Los salteños descubrieron la primavera en la glorieta de la 9 de Julio

“Doña Primavera/ viste que es primor,/ viste en limonero/ y en naranjo en flor. / Lleva por sandalias/ unas anchas hojas,/ y por caravanas/ unas fucsias rojas./ Salid a encontrarla/ por esos caminos./ ¡Va loca de soles/ y loca de trinos! (...)”. 
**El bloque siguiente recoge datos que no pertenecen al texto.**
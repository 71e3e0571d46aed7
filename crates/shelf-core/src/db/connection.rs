//! Database connection management

use crate::error::Result;
use rusqlite::Connection;
use std::path::Path;

use super::migrations;

/// Database wrapper for the local `SQLite` connection
pub struct Database {
    conn: Connection,
}

impl Database {
    /// Open a database at the given path, creating it if it doesn't exist
    ///
    /// Runs migrations automatically.
    pub fn open(path: impl AsRef<Path>) -> Result<Self> {
        let conn = Connection::open(path.as_ref())?;
        let mut database = Self { conn };
        database.configure()?;
        database.migrate()?;
        Ok(database)
    }

    /// Open an in-memory database (useful for testing)
    pub fn open_in_memory() -> Result<Self> {
        let conn = Connection::open_in_memory()?;
        let mut database = Self { conn };
        database.configure()?;
        database.migrate()?;
        Ok(database)
    }

    /// Configure `SQLite` for optimal performance
    fn configure(&self) -> Result<()> {
        // In-memory databases report "memory" instead of switching to WAL
        self.conn
            .query_row("PRAGMA journal_mode = WAL;", [], |_| Ok(()))
            .ok();
        self.conn.execute_batch(
            "PRAGMA synchronous = NORMAL;
             PRAGMA foreign_keys = ON;
             PRAGMA cache_size = 10000;",
        )?;
        Ok(())
    }

    /// Run database migrations
    fn migrate(&mut self) -> Result<()> {
        migrations::run(&mut self.conn)
    }

    /// Get a reference to the underlying connection
    pub const fn connection(&self) -> &Connection {
        &self.conn
    }
}
use std::path::PathBuf;

use chrono::Utc;
use serde::Serialize;
use shelf_core::config::EngineConfig;
use shelf_core::models::CoverSize;
use shelf_core::sync::SyncCoordinator;
use shelf_core::Book;

use crate::error::CliError;

#[derive(Debug, Serialize)]
pub struct BookListItem {
    pub id: String,
    pub title: String,
    pub author: String,
    pub year: String,
    pub cover_url: Option<String>,
    pub created_at: i64,
    pub relative_time: String,
    pub pending_sync: bool,
}

pub fn resolve_config(cli_db_path: Option<PathBuf>) -> Result<EngineConfig, CliError> {
    let mut config = EngineConfig::from_env()?;
    if let Some(db_path) = cli_db_path {
        config.db_path = db_path;
    }
    Ok(config)
}

pub fn open_engine(config: &EngineConfig) -> Result<SyncCoordinator, CliError> {
    Ok(config.build_coordinator()?)
}

/// Let background pushes finish before the process exits.
pub async fn settle(coordinator: &SyncCoordinator) {
    coordinator.flush().await;
}

pub fn format_book_lines(books: &[Book]) -> Vec<String> {
    let now_ms = Utc::now().timestamp_millis();
    books
        .iter()
        .map(|book| {
            let title = truncate(&book.title, 36);
            let author = truncate(&book.author, 24);
            let relative_time = format_relative_time(book.created_at, now_ms);
            let marker = if book.dirty { "*" } else { " " };
            format!(
                "{marker} {title:<36}  {author:<24}  {year:<6}  {relative_time:<10}  {}",
                book.id,
                year = book.year,
            )
        })
        .collect()
}

pub fn format_catalog_lines(books: &[Book]) -> Vec<String> {
    books
        .iter()
        .enumerate()
        .map(|(index, book)| {
            format!(
                "{:>2}. {}  ({}, {})",
                index + 1,
                truncate(&book.title, 60),
                book.author,
                book.year
            )
        })
        .collect()
}

pub fn book_to_list_item(book: &Book) -> BookListItem {
    let now_ms = Utc::now().timestamp_millis();
    BookListItem {
        id: book.id.to_string(),
        title: book.title.clone(),
        author: book.author.clone(),
        year: book.year.clone(),
        cover_url: book.cover_url(CoverSize::Medium),
        created_at: book.created_at,
        relative_time: format_relative_time(book.created_at, now_ms),
        pending_sync: book.dirty,
    }
}

pub fn print_books(books: &[Book], as_json: bool) -> Result<(), CliError> {
    if as_json {
        let json_items = books
            .iter()
            .map(book_to_list_item)
            .collect::<Vec<BookListItem>>();
        println!("{}", serde_json::to_string_pretty(&json_items)?);
        return Ok(());
    }

    if books.is_empty() {
        println!("No books yet.");
        return Ok(());
    }
    for line in format_book_lines(books) {
        println!("{line}");
    }
    Ok(())
}

pub fn truncate(text: &str, max_chars: usize) -> String {
    let collapsed = text.split_whitespace().collect::<Vec<_>>().join(" ");

    if collapsed.chars().count() <= max_chars {
        collapsed
    } else {
        let take_len = max_chars.saturating_sub(3);
        let mut truncated = collapsed.chars().take(take_len).collect::<String>();
        truncated.push_str("...");
        truncated
    }
}

pub fn format_relative_time(timestamp_ms: i64, now_ms: i64) -> String {
    let diff = now_ms.saturating_sub(timestamp_ms);
    let minute = 60_000;
    let hour = 60 * minute;
    let day = 24 * hour;
    let month = 30 * day;
    let year = 365 * day;

    if diff < minute {
        "just now".to_string()
    } else if diff < hour {
        format!("{}m ago", diff / minute)
    } else if diff < day {
        format!("{}h ago", diff / hour)
    } else if diff < month {
        format!("{}d ago", diff / day)
    } else if diff < year {
        format!("{}mo ago", diff / month)
    } else {
        format!("{}y ago", diff / year)
    }
}

pub fn normalize_title(parts: &[String]) -> Result<String, CliError> {
    let title = parts.join(" ");
    let trimmed = title.trim();
    if trimmed.is_empty() {
        Err(CliError::EmptyTitle)
    } else {
        Ok(trimmed.to_string())
    }
}

pub fn normalize_search_query(query: &str) -> Result<String, CliError> {
    let trimmed = query.trim();
    if trimmed.is_empty() {
        Err(CliError::EmptySearchQuery)
    } else {
        Ok(trimmed.to_string())
    }
}

pub fn normalize_book_identifier(id: &str) -> Result<String, CliError> {
    let trimmed = id.trim();
    if trimmed.is_empty() {
        Err(CliError::EmptyBookId)
    } else {
        Ok(trimmed.to_string())
    }
}

/// Pick the 1-based `selection` out of `results`.
pub fn select_result(results: &[Book], selection: usize) -> Result<&Book, CliError> {
    selection
        .checked_sub(1)
        .and_then(|index| results.get(index))
        .ok_or(CliError::InvalidSelection(selection, results.len()))
}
Ayer en Salta Doña Primavera avergonzó a Deméter y les faltó a los honoríficos versos de la poeta chilena Gabriela Mistral (1889-1957). 
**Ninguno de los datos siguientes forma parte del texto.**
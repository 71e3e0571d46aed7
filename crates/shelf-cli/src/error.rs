use std::io;

use shelf_core::auth::AuthError;
use shelf_core::config::ConfigError;
use thiserror::Error;

#[derive(Debug, Error)]
pub enum CliError {
    #[error(transparent)]
    Core(#[from] shelf_core::Error),
    #[error(transparent)]
    Config(#[from] ConfigError),
    #[error("Authentication error: {0}")]
    Auth(#[from] AuthError),
    #[error(transparent)]
    Io(#[from] io::Error),
    #[error(transparent)]
    Serialization(#[from] serde_json::Error),
    #[error("{0}")]
    Search(String),
    #[error("Book title cannot be empty")]
    EmptyTitle,
    #[error("Book ID cannot be empty")]
    EmptyBookId,
    #[error("Search query cannot be empty")]
    EmptySearchQuery,
    #[error("Book not found: {0}")]
    BookNotFound(String),
    #[error("No result number {0}; the search returned {1}")]
    InvalidSelection(usize, usize),
    #[error("Restore failed; the cloud copy could not be read")]
    RestoreFailed,
    #[error("Invalid logging directive: {0}")]
    Logging(String),
    #[error(
        "Accounts are not configured. Set SUPABASE_URL and SUPABASE_ANON_KEY to sign in or upgrade."
    )]
    AuthNotConfigured,
}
Los salteños se asomaron al martes 21 bajo un cielo plomizo y tuvieron que enfrentar la jornada con sus abrigos otoñales. 
Por ello, sorprendió gratamente a los transeúntes ver la glorieta de la plaza 9 de Julio, engalanada de flores. Quien las puso allí fue la artista jujeña Macarena Matorras, a quien contactaron desde la Subsecretaría de Espacios Verdes de la Municipalidad de Salta para que interviniera el emblemático cenador. 
Matorras le contó a El Tribuno  que a la arquitecta Constanza Colorito le había interesado la instalación “El verdadero tiempo II”, que el año pasado la artista había realizado en los 25 metros de vidriera del Museo de Arte Contemporáneo. Aquella era una estructura tubular y florida que “atravesaba” cada pared y cuando finalizaba, en vez de estar obturada se desgranaba en más flores. Tal era el influjo que provocaba en los paseantes su presencia profusa, que los pocos que circulaban por allí -en un acontecer pandémico con más restricciones que las actuales- demoraban sus pasos para dejarse habitar el rostro por rosas, claveles, begonias, margaritas, pimpollos y rococó, como si miraran su reflejo descuidadamente en un lago que contuviera todo lo hermoso de este mundo...
“El verdadero tiempo II”, sin embargo, se desprendía de su predecesora, “El verdadero tiempo”, que también traía consigo el significado profundo de nacimiento, muerte y resurrección; pero además festivo, nostálgico y maravilloso propio de la primavera, y pudo verse en noviembre de 2018, en diálogo con fotografías de Isidoro Zang, en Galerías El Palacio (Caseros 662). 
Allí estructuras similares a esas serpenteaban del suelo al techo hasta que la mirada del espectador era captada por un collage de dos fotos sobreimpresas rodeado de fragmentos de obituarios que lo hacían asemejarse a un macrocosmos mandálico. 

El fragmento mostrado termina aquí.